Questa campagna in particolare si è occupata dell’area “Tegnùe di Chioggia”, dove si trovano formazioni rocciose sommerse a profondità tra 15 e 40 m., che si estendono lungo un’ampia fascia costiera dell’Alto Adriatico (costa occidentale) e che ospitano molte specie animali e vegetali tipiche dei fondi duri e che i pescatori locali hanno sempre chiamato così per la loro capacità di trattenere e rompere le reti. Per l’alto valore ecologico e la grande biodiversità che ospitano, le Tegnùe di Chioggia sono Zona di Tutela Biologica (ZTB) e Sito di Interesse Comunitario (SIC).
I sommozzatori impegnati nell’operazione hanno potuto verificare come i rifiuti siano principalmente costituiti da reti da pesca e lunghi cavi, e come la loro distribuzione sia drammaticamente ampia, coprendo vaste superfici del fondale.

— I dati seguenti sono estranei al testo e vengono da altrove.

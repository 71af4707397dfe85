use std::path::PathBuf;
use std::time::Duration;

use crate::app_config::AppConfig;
use crate::ConfigError;

/// User agent matching the Chrome build the launch arguments claim to be.
const DEFAULT_USER_AGENT: &str = "Mozilla/5.0 (Windows NT 10.0; Win64; x64) \
     AppleWebKit/537.36 (KHTML, like Gecko) Chrome/108.0.0.0 Safari/537.36";

/// Load run configuration from environment variables.
///
/// Calls `dotenvy::dotenv().ok()` to load `.env` files before reading env vars.
///
/// # Errors
///
/// Returns `ConfigError` if any env var carries an unparseable value.
pub fn load_app_config() -> Result<AppConfig, ConfigError> {
    dotenvy::dotenv().ok();
    load_app_config_from_env()
}

/// Load run configuration from environment variables already in the process.
///
/// Unlike [`load_app_config`], this does NOT load `.env` files — useful for
/// testing or when the caller manages env setup.
///
/// # Errors
///
/// Returns `ConfigError` if any env var carries an unparseable value.
pub fn load_app_config_from_env() -> Result<AppConfig, ConfigError> {
    build_app_config(|key| std::env::var(key))
}

/// Build run configuration using the provided env-var lookup function.
///
/// This is the core parsing/validation logic, decoupled from the actual
/// environment so it can be tested with a pure `HashMap` lookup.
fn build_app_config<F>(lookup: F) -> Result<AppConfig, ConfigError>
where
    F: Fn(&str) -> Result<String, std::env::VarError>,
{
    let or_default = |var: &str, default: &str| -> String {
        lookup(var).unwrap_or_else(|_| default.to_string())
    };

    let parse_u32 = |var: &str, default: &str| -> Result<u32, ConfigError> {
        let raw = or_default(var, default);
        raw.parse::<u32>().map_err(|e| ConfigError::InvalidEnvVar {
            var: var.to_string(),
            reason: e.to_string(),
        })
    };

    let parse_u64 = |var: &str, default: &str| -> Result<u64, ConfigError> {
        let raw = or_default(var, default);
        raw.parse::<u64>().map_err(|e| ConfigError::InvalidEnvVar {
            var: var.to_string(),
            reason: e.to_string(),
        })
    };

    let parse_bool = |var: &str, default: &str| -> Result<bool, ConfigError> {
        let raw = or_default(var, default);
        raw.parse::<bool>().map_err(|e| ConfigError::InvalidEnvVar {
            var: var.to_string(),
            reason: e.to_string(),
        })
    };

    let base_url = or_default("GISGRAB_BASE_URL", "https://2gis.ru");
    let output_path = PathBuf::from(or_default("GISGRAB_OUTPUT_PATH", "2gis_results.csv"));

    let stable_cycles = parse_u32("GISGRAB_STABLE_CYCLES", "3")?;
    let scroll_settle_ms = parse_u64("GISGRAB_SCROLL_SETTLE_MS", "3000")?;
    let detail_settle_ms = parse_u64("GISGRAB_DETAIL_SETTLE_MS", "1500")?;
    let panel_wait_secs = parse_u64("GISGRAB_PANEL_WAIT_SECS", "20")?;
    let list_wait_secs = parse_u64("GISGRAB_LIST_WAIT_SECS", "30")?;
    let detail_wait_secs = parse_u64("GISGRAB_DETAIL_WAIT_SECS", "20")?;

    let user_agent = or_default("GISGRAB_USER_AGENT", DEFAULT_USER_AGENT);
    let headless = parse_bool("GISGRAB_HEADLESS", "false")?;

    Ok(AppConfig {
        base_url,
        output_path,
        stable_cycles,
        scroll_settle: Duration::from_millis(scroll_settle_ms),
        detail_settle: Duration::from_millis(detail_settle_ms),
        panel_wait: Duration::from_secs(panel_wait_secs),
        list_wait: Duration::from_secs(list_wait_secs),
        detail_wait: Duration::from_secs(detail_wait_secs),
        user_agent,
        headless,
    })
}

#[cfg(test)]
#[path = "config_test.rs"]
mod tests;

Alcuni di essi, tre reti e due attrezzi da pesca a strascico, chiamati “rapido” sono stati recuperati.
“Reti e attrezzi da pesca abbandonati o persi in mare possono infatti causare notevoli danni all’ecosistema e alla fauna marina (continuando ad esempio a catturare pesci e dando quindi origine alla cosiddetta pesca fantasma), oltre che rappresentare un pericolo per i sub che quotidianamente visitano le Tegnùe di Chioggia”, spiega ISPRA in un comunicato.
Defishgear è un progetto iniziato nel a fine 2013 che andrà avanti fino al 2016. Fra gli obiettivi anche instaurare cooperazioni con i pescatori e le aziende che si occupano di riciclare rifiuti e quello di sensibilizzare il pubblico al problema, La qualità dei dati raccolti, inoltre, sarà un elemento importante per orientare le azioni della politica affnchè il problema venga preso finalmente in considerazione con azioni coordinate e efficaci a livello locale e internazionale.